Abstract
Dimension reduction is often needed in the area of data mining. The goal of
these methods is to map the given high-dimensional data into a low-dimensional
space preserving certain properties of the initial data. There are two kinds of
techniques for this purpose. The first, projective methods, builds an explicit
linear projection from the high-dimensional space to the low-dimensional one.
On the other hand, the nonlinear methods utilizes nonlinear and implicit
mapping between the two spaces. In both cases, the methods considered in
literature have usually relied on computationally very intensive matrix
factorizations, frequently the Singular Value Decomposition (SVD). The
computational burden of SVD quickly renders these dimension reduction methods
infeasible thanks to the ever-increasing sizes of the practical datasets.

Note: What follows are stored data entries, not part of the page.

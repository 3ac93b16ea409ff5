use std::collections::HashMap;
use std::sync::LazyLock;

use crate::codes::function;
use crate::types::DataType;
use crate::{CodeValue, PopString};

/// Process wide table of the callable game operations.
static CALLABLES: LazyLock<HashMap<PopString, Callable>> = LazyLock::new(standard_callables);

#[derive(Copy, Clone, Debug, PartialEq, Eq)]
/// The shape of a callable.
pub enum CallableKind {
    Getter,
    Setter,
    Function,
}

#[derive(Clone, Debug, PartialEq, Eq)]
/// A single named, typed parameter of a callable.
pub struct Parameter {
    kind: DataType,
    name: PopString,
}

impl Parameter {
    pub fn new(kind: DataType, name: &str) -> Parameter {
        Parameter {
            kind,
            name: PopString::new(name),
        }
    }

    pub fn data_type(&self) -> DataType {
        self.kind
    }

    pub fn name(&self) -> &str {
        &self.name
    }
}

#[derive(Clone, Debug)]
/// A callable signature: getter, setter or free function.
///
/// Getters have no parameters and yield a value; setters take exactly one
/// parameter named `value` and yield nothing. Equality is by emission code.
pub struct Callable {
    kind: CallableKind,
    name: PopString,
    parameters: Vec<Parameter>,
    is_void: bool,
    code: CodeValue,
}

impl PartialEq for Callable {
    fn eq(&self, other: &Self) -> bool {
        self.code == other.code
    }
}

impl Eq for Callable {}

impl Callable {
    /// Creates a getter: zero parameters, non-void.
    pub fn getter(name: &str, code: CodeValue) -> Callable {
        Callable {
            kind: CallableKind::Getter,
            name: PopString::new(name),
            parameters: Vec::new(),
            is_void: false,
            code,
        }
    }

    /// Creates a setter: one parameter named `value`, void.
    pub fn setter(name: &str, code: CodeValue, value_type: DataType) -> Callable {
        Callable {
            kind: CallableKind::Setter,
            name: PopString::new(name),
            parameters: vec![Parameter::new(value_type, "value")],
            is_void: true,
            code,
        }
    }

    /// Creates a function with an explicit parameter list.
    pub fn function(
        name: &str,
        code: CodeValue,
        is_void: bool,
        parameters: Vec<Parameter>,
    ) -> Callable {
        Callable {
            kind: CallableKind::Function,
            name: PopString::new(name),
            parameters,
            is_void,
            code,
        }
    }

    pub fn name(&self) -> &str {
        &self.name
    }

    pub fn code(&self) -> CodeValue {
        self.code
    }

    pub fn is_void(&self) -> bool {
        self.is_void
    }

    pub fn parameter_count(&self) -> usize {
        self.parameters.len()
    }

    pub fn parameter(&self, idx: usize) -> &Parameter {
        &self.parameters[idx]
    }

    pub fn parameters(&self) -> &[Parameter] {
        &self.parameters
    }

    pub fn is_getter(&self) -> bool {
        self.kind == CallableKind::Getter
    }

    pub fn is_setter(&self) -> bool {
        self.kind == CallableKind::Setter
    }

    pub fn is_function(&self) -> bool {
        self.kind == CallableKind::Function
    }

    /// Looks a standard callable up by name.
    pub fn find(name: &str) -> Option<&'static Callable> {
        CALLABLES.get(name)
    }
}

impl std::fmt::Display for Callable {
    fn fmt(&self, f: &mut std::fmt::Formatter<'_>) -> std::fmt::Result {
        f.write_str(self.name())
    }
}

/// The callable operations the game exposes to scripts.
fn standard_callables() -> HashMap<PopString, Callable> {
    let list = [
        Callable::getter("gameTurn", function::GAME_TURN),
        Callable::getter("myMana", function::MY_MANA),
        Callable::setter("setAggression", function::SET_AGGRESSION, DataType::integer()),
        Callable::function(
            "attack",
            function::ATTACK,
            true,
            vec![
                Parameter::new(DataType::team(), "target"),
                Parameter::new(DataType::integer(), "count"),
            ],
        ),
        Callable::function(
            "castSpell",
            function::CAST_SPELL,
            true,
            vec![
                Parameter::new(DataType::spell(), "spell"),
                Parameter::new(DataType::team(), "target"),
            ],
        ),
        Callable::function(
            "train",
            function::TRAIN,
            true,
            vec![
                Parameter::new(DataType::follower(), "follower"),
                Parameter::new(DataType::integer(), "count"),
            ],
        ),
        Callable::function(
            "construct",
            function::CONSTRUCT,
            true,
            vec![Parameter::new(DataType::building(), "building")],
        ),
        Callable::function(
            "disband",
            function::DISBAND,
            true,
            vec![Parameter::new(DataType::integer(), "count")],
        ),
    ];
    list.into_iter()
        .map(|c| (PopString::new(c.name()), c))
        .collect()
}

#[cfg(test)]
mod tests {
    use super::*;

    #[test]
    fn getters_have_no_parameters_and_a_value() {
        let g = Callable::getter("turn", 99);
        assert!(g.is_getter());
        assert!(!g.is_void());
        assert_eq!(g.parameter_count(), 0);
    }

    #[test]
    fn setters_take_exactly_one_value_parameter() {
        let s = Callable::setter("setThing", 100, DataType::integer());
        assert!(s.is_setter());
        assert!(s.is_void());
        assert_eq!(s.parameter_count(), 1);
        assert_eq!(s.parameter(0).name(), "value");
        assert_eq!(s.parameter(0).data_type(), DataType::integer());
    }

    #[test]
    fn equality_is_by_emission_code() {
        let a = Callable::getter("a", 7);
        let b = Callable::function("b", 7, true, vec![]);
        assert_eq!(a, b);
        assert_ne!(a, Callable::getter("a", 8));
    }

    #[test]
    fn standard_table_resolves_by_name() {
        let attack = Callable::find("attack").unwrap();
        assert!(attack.is_function());
        assert_eq!(attack.parameter_count(), 2);
        assert_eq!(attack.parameter(0).data_type(), DataType::team());
        assert!(Callable::find("fly").is_none());
    }
}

In this paper, we present a new decomposition strategy, Reduced Basis
Decomposition (RBD), which is inspired by the Reduced Basis Method (RBM). Given
$X$ the high-dimensional data, the method approximates it by $Y \, T (\approx
X)$ with $Y$ being the low-dimensional surrogate and $T$ the transformation
matrix. $Y$ is obtained through a greedy algorithm thus extremely efficient. In
fact, it is significantly faster than SVD with comparable accuracy. $T$ can be
computed on the fly. Moreover, unlike many compression algorithms, it easily
finds the mapping for an arbitrary ``out-of-sample'' vector and it comes with
an ``error indicator'' certifying the accuracy of the compression. Numerical
results are shown validating these claims.